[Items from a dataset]
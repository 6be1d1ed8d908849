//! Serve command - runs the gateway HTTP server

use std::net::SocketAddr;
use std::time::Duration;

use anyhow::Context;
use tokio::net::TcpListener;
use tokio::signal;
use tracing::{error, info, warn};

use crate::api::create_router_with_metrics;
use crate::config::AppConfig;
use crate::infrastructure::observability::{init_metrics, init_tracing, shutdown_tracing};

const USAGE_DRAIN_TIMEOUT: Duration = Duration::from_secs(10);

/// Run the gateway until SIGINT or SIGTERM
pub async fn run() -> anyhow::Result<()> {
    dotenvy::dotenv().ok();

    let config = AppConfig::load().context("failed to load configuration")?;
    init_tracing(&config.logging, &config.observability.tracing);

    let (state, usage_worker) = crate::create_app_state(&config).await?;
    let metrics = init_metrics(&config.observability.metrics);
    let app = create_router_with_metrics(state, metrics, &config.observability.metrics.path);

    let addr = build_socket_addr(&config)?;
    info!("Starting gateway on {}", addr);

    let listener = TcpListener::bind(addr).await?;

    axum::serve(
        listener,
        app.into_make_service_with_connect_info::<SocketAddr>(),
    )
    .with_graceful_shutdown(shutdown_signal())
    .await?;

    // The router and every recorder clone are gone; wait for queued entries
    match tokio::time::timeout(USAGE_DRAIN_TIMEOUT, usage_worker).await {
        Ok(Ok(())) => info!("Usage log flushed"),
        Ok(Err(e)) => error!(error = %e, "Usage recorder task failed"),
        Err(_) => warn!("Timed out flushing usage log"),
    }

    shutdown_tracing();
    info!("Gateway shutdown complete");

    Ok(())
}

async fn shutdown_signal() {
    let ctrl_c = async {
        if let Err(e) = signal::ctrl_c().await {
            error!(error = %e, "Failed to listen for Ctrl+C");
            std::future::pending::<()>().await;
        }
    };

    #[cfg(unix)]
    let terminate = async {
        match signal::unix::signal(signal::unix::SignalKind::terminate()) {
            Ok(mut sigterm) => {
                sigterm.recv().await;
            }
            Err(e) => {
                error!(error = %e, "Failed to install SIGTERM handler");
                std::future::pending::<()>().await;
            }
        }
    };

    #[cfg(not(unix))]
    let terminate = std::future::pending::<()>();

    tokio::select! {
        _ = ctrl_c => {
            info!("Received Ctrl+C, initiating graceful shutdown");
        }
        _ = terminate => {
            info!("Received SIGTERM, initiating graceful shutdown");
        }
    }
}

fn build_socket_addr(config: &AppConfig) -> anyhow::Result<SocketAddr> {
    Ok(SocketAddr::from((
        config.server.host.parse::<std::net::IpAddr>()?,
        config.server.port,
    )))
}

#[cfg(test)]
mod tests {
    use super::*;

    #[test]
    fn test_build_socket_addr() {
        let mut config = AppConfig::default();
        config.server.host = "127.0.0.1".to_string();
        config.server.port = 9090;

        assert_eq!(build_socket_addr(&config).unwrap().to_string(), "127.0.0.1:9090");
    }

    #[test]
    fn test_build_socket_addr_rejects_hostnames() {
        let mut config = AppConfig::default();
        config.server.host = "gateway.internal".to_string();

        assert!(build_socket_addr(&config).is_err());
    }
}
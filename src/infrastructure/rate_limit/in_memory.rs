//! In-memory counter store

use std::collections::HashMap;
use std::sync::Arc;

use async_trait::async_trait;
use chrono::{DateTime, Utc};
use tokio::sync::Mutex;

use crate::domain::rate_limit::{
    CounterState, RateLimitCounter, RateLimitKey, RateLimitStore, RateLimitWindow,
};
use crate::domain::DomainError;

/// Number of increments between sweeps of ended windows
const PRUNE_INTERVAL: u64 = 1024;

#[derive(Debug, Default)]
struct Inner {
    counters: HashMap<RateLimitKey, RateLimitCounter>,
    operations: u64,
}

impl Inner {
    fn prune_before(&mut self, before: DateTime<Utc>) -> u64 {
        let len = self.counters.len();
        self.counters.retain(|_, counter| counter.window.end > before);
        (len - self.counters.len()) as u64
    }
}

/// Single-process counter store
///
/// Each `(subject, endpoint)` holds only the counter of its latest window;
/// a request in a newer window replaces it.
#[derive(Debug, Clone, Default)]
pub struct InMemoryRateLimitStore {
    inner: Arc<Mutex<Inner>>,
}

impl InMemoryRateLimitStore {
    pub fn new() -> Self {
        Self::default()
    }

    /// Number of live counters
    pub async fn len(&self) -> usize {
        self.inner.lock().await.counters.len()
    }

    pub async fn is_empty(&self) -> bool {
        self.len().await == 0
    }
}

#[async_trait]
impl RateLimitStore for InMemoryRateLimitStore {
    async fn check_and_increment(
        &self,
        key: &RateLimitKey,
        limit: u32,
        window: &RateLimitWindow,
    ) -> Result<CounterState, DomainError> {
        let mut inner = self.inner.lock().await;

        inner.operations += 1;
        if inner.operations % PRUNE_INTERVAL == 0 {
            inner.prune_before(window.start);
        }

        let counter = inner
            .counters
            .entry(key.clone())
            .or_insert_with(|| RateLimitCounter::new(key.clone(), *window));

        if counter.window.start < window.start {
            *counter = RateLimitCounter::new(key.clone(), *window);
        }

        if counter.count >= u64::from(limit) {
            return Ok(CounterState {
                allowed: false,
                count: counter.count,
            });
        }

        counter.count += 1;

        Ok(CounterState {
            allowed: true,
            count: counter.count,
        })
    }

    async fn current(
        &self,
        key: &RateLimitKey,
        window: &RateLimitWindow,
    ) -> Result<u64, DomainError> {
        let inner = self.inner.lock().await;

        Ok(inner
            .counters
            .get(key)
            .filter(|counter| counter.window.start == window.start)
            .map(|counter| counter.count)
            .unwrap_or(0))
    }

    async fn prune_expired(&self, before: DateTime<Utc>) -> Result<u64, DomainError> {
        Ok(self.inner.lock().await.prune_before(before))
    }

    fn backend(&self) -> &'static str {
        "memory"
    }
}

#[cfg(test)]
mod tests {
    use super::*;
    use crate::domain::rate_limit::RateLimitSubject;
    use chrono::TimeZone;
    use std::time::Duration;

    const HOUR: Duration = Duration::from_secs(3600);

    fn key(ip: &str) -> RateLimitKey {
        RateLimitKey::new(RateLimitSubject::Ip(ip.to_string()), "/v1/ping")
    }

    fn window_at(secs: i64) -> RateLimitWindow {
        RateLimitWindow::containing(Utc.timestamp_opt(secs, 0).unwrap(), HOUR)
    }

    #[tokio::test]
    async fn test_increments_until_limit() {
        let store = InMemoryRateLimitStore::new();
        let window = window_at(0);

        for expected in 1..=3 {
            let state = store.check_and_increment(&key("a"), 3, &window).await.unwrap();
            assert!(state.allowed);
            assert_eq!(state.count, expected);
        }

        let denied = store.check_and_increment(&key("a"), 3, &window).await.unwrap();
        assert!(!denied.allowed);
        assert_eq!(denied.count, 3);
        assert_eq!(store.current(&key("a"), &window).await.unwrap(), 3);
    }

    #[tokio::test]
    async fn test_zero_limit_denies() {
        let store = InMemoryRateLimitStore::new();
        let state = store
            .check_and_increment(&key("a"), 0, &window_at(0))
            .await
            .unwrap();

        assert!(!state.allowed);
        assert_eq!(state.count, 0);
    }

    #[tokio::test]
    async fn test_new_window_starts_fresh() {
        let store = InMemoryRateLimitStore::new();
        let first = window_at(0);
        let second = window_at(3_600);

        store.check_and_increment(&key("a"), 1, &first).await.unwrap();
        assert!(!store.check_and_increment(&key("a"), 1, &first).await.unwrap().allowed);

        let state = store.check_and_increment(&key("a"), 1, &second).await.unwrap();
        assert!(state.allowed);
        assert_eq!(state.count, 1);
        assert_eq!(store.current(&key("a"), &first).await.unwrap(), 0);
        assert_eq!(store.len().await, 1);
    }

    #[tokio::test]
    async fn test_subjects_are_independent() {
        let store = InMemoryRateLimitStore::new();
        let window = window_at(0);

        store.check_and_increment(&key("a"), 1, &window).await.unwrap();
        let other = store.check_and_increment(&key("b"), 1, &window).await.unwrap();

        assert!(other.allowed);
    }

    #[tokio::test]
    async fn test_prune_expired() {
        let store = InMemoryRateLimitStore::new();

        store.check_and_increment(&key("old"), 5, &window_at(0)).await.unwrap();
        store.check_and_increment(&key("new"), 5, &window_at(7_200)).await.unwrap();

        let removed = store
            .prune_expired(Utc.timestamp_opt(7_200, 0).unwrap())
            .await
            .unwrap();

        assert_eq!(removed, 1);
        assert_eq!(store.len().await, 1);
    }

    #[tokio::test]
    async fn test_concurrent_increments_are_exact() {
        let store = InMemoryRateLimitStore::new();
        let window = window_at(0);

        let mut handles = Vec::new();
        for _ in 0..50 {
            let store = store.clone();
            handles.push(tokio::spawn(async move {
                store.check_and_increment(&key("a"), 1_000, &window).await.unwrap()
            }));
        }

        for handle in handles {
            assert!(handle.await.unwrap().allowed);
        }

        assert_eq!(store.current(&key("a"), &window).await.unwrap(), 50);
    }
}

---

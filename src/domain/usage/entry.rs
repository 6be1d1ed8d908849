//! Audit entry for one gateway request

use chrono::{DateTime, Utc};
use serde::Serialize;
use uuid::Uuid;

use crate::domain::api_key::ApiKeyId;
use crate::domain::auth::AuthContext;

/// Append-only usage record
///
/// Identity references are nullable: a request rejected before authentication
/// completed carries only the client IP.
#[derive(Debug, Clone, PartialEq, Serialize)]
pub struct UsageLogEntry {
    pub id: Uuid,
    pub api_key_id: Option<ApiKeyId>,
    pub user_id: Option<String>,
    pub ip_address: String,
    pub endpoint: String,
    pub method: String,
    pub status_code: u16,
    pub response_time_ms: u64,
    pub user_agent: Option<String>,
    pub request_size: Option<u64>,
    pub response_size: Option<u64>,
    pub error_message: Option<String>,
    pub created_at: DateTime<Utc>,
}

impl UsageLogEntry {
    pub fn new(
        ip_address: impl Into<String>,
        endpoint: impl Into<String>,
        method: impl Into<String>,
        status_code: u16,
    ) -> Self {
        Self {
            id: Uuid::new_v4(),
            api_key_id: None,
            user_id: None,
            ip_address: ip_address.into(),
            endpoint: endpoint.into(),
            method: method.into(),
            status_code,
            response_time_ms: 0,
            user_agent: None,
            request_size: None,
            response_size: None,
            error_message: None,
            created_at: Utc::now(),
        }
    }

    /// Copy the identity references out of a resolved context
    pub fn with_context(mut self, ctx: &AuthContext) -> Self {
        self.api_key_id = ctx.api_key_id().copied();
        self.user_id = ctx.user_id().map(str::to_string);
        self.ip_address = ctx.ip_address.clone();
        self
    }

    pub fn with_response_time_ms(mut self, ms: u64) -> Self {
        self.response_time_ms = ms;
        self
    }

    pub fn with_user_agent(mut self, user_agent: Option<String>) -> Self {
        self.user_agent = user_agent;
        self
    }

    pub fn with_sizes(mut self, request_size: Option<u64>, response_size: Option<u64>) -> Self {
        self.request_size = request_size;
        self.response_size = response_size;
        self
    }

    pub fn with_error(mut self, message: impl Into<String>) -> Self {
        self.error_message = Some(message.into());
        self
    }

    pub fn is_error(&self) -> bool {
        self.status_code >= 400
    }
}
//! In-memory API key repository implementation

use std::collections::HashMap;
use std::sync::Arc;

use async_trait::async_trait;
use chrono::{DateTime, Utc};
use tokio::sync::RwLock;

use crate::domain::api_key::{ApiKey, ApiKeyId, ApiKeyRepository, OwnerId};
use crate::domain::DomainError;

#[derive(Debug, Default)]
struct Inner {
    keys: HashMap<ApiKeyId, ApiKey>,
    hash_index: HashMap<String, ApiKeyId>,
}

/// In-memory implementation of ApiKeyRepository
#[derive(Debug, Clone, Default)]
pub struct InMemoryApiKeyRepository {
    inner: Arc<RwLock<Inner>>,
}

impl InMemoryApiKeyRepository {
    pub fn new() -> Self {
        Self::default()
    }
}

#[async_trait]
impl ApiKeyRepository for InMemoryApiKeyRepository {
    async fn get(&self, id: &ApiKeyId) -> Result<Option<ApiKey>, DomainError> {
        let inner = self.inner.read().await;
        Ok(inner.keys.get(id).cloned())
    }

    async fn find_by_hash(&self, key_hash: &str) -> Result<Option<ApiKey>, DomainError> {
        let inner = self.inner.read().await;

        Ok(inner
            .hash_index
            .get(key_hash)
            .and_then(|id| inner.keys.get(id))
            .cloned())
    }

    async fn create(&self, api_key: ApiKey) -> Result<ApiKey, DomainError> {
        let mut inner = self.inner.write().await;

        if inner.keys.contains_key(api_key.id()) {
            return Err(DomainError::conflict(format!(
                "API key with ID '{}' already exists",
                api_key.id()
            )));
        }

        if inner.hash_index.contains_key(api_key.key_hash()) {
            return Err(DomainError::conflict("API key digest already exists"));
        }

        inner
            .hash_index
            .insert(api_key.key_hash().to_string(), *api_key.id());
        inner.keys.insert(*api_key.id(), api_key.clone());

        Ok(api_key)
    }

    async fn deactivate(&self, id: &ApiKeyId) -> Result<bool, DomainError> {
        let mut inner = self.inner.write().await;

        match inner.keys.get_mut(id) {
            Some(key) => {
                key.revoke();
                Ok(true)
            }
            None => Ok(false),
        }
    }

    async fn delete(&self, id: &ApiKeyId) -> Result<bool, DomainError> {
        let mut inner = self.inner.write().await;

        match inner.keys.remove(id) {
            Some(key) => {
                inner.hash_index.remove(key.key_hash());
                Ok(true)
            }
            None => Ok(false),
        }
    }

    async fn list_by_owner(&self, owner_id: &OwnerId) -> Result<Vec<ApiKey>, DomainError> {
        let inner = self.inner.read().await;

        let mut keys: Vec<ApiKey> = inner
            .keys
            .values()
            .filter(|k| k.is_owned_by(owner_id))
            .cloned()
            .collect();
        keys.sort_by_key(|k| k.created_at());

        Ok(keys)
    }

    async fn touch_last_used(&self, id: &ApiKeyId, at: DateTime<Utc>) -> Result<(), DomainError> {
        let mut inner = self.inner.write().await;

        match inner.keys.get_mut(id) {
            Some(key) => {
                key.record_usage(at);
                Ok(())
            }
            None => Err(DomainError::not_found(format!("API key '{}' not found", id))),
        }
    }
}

==

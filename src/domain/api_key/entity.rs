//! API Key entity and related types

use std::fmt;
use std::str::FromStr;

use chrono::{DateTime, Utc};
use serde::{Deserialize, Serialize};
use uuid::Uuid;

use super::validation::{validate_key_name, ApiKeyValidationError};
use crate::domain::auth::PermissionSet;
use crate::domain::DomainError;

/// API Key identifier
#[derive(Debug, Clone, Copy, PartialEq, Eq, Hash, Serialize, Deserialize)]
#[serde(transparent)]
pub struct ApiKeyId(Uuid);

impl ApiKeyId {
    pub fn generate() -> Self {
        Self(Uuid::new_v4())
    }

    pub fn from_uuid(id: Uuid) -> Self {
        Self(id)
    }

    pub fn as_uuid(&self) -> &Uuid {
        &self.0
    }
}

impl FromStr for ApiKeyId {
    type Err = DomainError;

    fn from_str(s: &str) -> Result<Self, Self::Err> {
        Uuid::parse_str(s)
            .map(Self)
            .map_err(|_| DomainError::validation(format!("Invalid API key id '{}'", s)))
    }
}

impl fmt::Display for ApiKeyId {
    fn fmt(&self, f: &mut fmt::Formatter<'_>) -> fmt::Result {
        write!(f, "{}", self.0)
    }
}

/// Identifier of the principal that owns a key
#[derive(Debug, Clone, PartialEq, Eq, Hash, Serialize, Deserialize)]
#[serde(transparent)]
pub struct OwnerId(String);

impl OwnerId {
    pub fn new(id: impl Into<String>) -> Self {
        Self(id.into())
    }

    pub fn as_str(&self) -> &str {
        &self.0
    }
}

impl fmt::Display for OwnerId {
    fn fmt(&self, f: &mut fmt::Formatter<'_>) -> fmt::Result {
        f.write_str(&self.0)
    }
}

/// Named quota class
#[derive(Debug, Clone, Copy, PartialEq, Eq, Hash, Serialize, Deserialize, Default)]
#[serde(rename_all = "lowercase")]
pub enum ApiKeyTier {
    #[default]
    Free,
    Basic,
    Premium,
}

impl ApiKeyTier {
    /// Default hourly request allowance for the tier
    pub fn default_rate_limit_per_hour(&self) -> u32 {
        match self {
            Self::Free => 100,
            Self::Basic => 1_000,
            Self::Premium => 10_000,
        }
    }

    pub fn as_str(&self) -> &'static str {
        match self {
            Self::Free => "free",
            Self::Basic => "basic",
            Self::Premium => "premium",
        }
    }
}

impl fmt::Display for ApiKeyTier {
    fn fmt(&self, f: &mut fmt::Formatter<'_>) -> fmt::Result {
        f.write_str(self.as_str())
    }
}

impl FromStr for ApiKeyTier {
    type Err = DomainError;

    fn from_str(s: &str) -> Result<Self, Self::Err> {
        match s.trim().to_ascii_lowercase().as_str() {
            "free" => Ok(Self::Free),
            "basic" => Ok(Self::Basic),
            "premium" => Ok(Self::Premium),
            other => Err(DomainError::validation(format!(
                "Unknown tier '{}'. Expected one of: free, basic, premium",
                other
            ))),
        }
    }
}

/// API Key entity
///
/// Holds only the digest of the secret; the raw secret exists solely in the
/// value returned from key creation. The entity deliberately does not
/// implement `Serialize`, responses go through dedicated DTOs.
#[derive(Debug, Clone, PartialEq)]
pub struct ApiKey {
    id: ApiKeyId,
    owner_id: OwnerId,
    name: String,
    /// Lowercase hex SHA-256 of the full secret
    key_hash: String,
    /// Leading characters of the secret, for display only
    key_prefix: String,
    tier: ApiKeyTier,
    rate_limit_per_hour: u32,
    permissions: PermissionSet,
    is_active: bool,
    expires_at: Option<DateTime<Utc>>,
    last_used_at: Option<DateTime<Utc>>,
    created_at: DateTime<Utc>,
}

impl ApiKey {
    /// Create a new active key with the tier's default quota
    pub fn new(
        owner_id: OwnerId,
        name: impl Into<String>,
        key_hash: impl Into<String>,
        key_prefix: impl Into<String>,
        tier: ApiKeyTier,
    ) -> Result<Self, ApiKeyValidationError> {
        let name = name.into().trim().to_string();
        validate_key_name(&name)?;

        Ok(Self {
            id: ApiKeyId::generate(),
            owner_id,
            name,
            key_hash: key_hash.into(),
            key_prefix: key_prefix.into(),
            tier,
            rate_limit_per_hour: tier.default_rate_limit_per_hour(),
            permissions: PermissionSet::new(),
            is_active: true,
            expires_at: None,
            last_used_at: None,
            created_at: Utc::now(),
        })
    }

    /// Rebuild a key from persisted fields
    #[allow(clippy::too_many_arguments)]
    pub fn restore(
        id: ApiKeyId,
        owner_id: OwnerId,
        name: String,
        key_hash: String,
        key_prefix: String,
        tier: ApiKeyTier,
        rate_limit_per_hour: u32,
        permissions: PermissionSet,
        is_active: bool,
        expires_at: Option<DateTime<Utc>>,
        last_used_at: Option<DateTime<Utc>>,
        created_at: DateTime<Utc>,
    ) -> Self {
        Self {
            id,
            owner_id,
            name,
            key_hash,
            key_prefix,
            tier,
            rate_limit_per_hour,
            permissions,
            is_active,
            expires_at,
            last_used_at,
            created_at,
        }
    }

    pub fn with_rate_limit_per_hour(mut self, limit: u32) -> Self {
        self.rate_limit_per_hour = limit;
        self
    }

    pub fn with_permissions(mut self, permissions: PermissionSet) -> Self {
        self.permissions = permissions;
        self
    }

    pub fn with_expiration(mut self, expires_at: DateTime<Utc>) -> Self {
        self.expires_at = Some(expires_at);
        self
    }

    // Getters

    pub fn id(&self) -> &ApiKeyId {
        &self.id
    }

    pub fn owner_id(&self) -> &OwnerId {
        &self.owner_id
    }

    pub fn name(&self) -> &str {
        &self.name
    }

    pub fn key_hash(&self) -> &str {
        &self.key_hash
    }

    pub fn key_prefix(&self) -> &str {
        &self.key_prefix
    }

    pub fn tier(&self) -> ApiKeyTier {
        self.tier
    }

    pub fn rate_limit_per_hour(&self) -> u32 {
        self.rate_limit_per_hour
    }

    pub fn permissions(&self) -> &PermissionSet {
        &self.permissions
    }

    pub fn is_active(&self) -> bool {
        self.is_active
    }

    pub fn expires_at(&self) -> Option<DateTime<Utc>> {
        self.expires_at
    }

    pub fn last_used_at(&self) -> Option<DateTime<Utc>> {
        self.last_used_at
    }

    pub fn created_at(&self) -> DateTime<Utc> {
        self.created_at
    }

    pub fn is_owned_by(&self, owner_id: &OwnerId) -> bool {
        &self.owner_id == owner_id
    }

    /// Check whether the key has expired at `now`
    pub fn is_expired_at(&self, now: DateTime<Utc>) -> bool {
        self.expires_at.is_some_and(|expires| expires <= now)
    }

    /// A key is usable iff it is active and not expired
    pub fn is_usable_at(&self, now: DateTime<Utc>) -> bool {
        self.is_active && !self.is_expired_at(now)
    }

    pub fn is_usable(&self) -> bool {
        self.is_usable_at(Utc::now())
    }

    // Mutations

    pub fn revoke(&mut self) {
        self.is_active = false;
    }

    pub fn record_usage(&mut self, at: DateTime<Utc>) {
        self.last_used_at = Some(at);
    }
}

● Your assignment: For each line of the data that has the word "Number", report that line.

● Final answer:
/// Number of increments between sweeps of ended windows
    /// Number of live counters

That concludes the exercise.